Buyer Negotiating Power

Something that doesn’t get discussed much is how poorly designed legal stuff imports cost into a business.

The end result? They get a duff deal.

The key thing to understand is that negotiating power is not a constant: it fluctuates during the process of negotiating a contract. In fact, for most contracts there are 3 distinct phases:

Phase 1 – exploring the market, talking to potential suppliers.

Phase 2 – you’ve chosen your preferred supplier and you are negotiating the contract.

Phase 3 – you’ve signed the contract.

During Phase 1, your buying power is at its maximum – let’s call it 100. You don’t have to chase anyone – suppliers are chasing you.
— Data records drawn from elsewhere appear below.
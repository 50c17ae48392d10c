use std::future::{ready, Ready};
use std::time::Instant;

use actix_web::dev::{forward_ready, Service, ServiceRequest, ServiceResponse, Transform};
use actix_web::http::StatusCode;
use actix_web::{Error as ActixError, HttpMessage};
use futures_util::future::LocalBoxFuture;
use tracing::{error, info, warn};

use super::request_trace::TraceId;

/// One `request_completed` event per request; level follows the status class.
pub struct StructuredLogger;

impl<S, B> Transform<S, ServiceRequest> for StructuredLogger
where
    S: Service<ServiceRequest, Response = ServiceResponse<B>, Error = ActixError>,
    S::Future: 'static,
    B: 'static,
{
    type Response = ServiceResponse<B>;
    type Error = ActixError;
    type InitError = ();
    type Transform = StructuredLoggerMiddleware<S>;
    type Future = Ready<Result<Self::Transform, Self::InitError>>;

    fn new_transform(&self, service: S) -> Self::Future {
        ready(Ok(StructuredLoggerMiddleware { service }))
    }
}

pub struct StructuredLoggerMiddleware<S> {
    service: S,
}

impl<S, B> Service<ServiceRequest> for StructuredLoggerMiddleware<S>
where
    S: Service<ServiceRequest, Response = ServiceResponse<B>, Error = ActixError>,
    S::Future: 'static,
    B: 'static,
{
    type Response = ServiceResponse<B>;
    type Error = ActixError;
    type Future = LocalBoxFuture<'static, Result<Self::Response, Self::Error>>;

    forward_ready!(service);

    fn call(&self, req: ServiceRequest) -> Self::Future {
        let start = Instant::now();
        let method = req.method().to_string();
        let path = req.path().to_string();
        let trace_id = req.extensions().get::<TraceId>().map(|t| t.0.clone());

        let fut = self.service.call(req);

        Box::pin(async move {
            let result = fut.await;

            // Matched pattern once routing has run, so slugs and ids stay out of the log.
            let (status, route) = match &result {
                Ok(res) => (res.status(), res.request().match_pattern().unwrap_or(path)),
                Err(err) => (err.as_response_error().status_code(), path),
            };

            Completed {
                method,
                route,
                status,
                duration_ms: start.elapsed().as_millis() as u64,
                trace_id: trace_id.unwrap_or_else(|| "unknown".to_string()),
            }
            .log();

            result
        })
    }
}

struct Completed {
    method: String,
    route: String,
    status: StatusCode,
    duration_ms: u64,
    trace_id: String,
}

impl Completed {
    fn log(&self) {
        macro_rules! completed {
            ($level:ident) => {
                $level!(
                    http.method = %self.method,
                    http.route = %self.route,
                    http.status_code = self.status.as_u16(),
                    duration_ms = self.duration_ms,
                    trace_id = %self.trace_id,
                    "request_completed"
                )
            };
        }

        if self.status.is_server_error() {
            completed!(error);
        } else if self.status.is_client_error() {
            completed!(warn);
        } else {
            completed!(info);
        }
    }
}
In fact, companies pay people to chase you – it’s called Sales.

Phase 2 is negotiating the contract. Phase 2 starts when you tell a supplier that they are the preferred supplier. This is the critical part because, as soon as a supplier knows that he’s the chosen one, your negotiating power shrinks. From 100 units of negotiating power, you are now down to about 15 units of negotiating power.

Phase 3 is life after you’ve signed the contract. The amount of negotiating power you now have depends on what you’ve managed to negotiate into the contract.
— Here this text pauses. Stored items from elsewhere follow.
use std::future::Future;
use std::ops::Deref;
use std::pin::Pin;

use actix_web::dev::Payload;
use actix_web::http::header;
use actix_web::{web, FromRequest, HttpMessage, HttpRequest};
use futures_util::future::{LocalBoxFuture, Shared};
use futures_util::FutureExt;

use crate::auth::claims::Role;
use crate::auth::gate::{authorize, AuthenticatedUser};
use crate::error::AppError;
use crate::state::app_state::AppState;

pub(crate) type GateFuture = Shared<LocalBoxFuture<'static, Result<AuthenticatedUser, AppError>>>;

/// The gate outcome for this request, left in the request extensions so a
/// body extractor can let an auth failure win over a malformed body.
#[derive(Clone)]
pub(crate) struct PendingGate(pub(crate) GateFuture);

/// Start the gate for `req` and register it as the request's [`PendingGate`].
///
/// The future owns only the state handle and the header value, never the
/// request itself, since it is stored inside that request.
pub(crate) fn start_gate(req: &HttpRequest, allowed_roles: &'static [Role]) -> GateFuture {
    let state = req.app_data::<web::Data<AppState>>().cloned();
    // A header that isn't valid UTF-8 is just another malformed header.
    let authorization = req
        .headers()
        .get(header::AUTHORIZATION)
        .map(|value| value.to_str().unwrap_or_default().to_string());

    let gate = async move {
        let state = state.ok_or_else(|| AppError::internal("AppState not available"))?;
        authorize(state.db(), &state.security, authorization.as_deref(), allowed_roles).await
    }
    .boxed_local()
    .shared();
    req.extensions_mut().insert(PendingGate(gate.clone()));
    gate
}

/// Any active account, whatever its role.
#[derive(Debug, Clone)]
pub struct CurrentUser(pub AuthenticatedUser);

impl Deref for CurrentUser {
    type Target = AuthenticatedUser;

    fn deref(&self) -> &Self::Target {
        &self.0
    }
}

impl FromRequest for CurrentUser {
    type Error = AppError;
    type Future = Pin<Box<dyn Future<Output = Result<Self, Self::Error>>>>;

    fn from_request(req: &HttpRequest, _payload: &mut Payload) -> Self::Future {
        let gate = start_gate(req, &[]);
        Box::pin(async move { gate.await.map(CurrentUser) })
    }
}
The key point for buyers is the transition from Phase 1 to Phase 2. In Phase 1, your negotiating power is at 100. In Phase 2, your negotiating power is at 15. But the contract negotiating phase takes place in Phase 2, when you are your weakest – so how do you make sure that you end up with a decent contract?

The answer: you negotiate in Phase 1. Here’s how it works. You work out the key elements of the contract you are looking for (down to the boring elements like limitations of liability, service levels, service credits) and when you meet suppliers, you say “price to this”. So that, when you tell the supplier that they are now preferred, it’s all (just about) done and dusted.

It’s just a question of converting to the long form.

This approach gives you 3 main wins:

1. You get a much better deal.

2. Contract negotiating time and aggravation is minimised.

3. You prevent slippage.

Slippage is where a supplier leads you to believe that, if you sign up, you will get X, but having signed, you get something that’s a lot worse than X. (And believe me, I’ve seen some shockers).

The key thing to understand is that negotiating power is not a constant: it fluctuates during the process of negotiating a contract.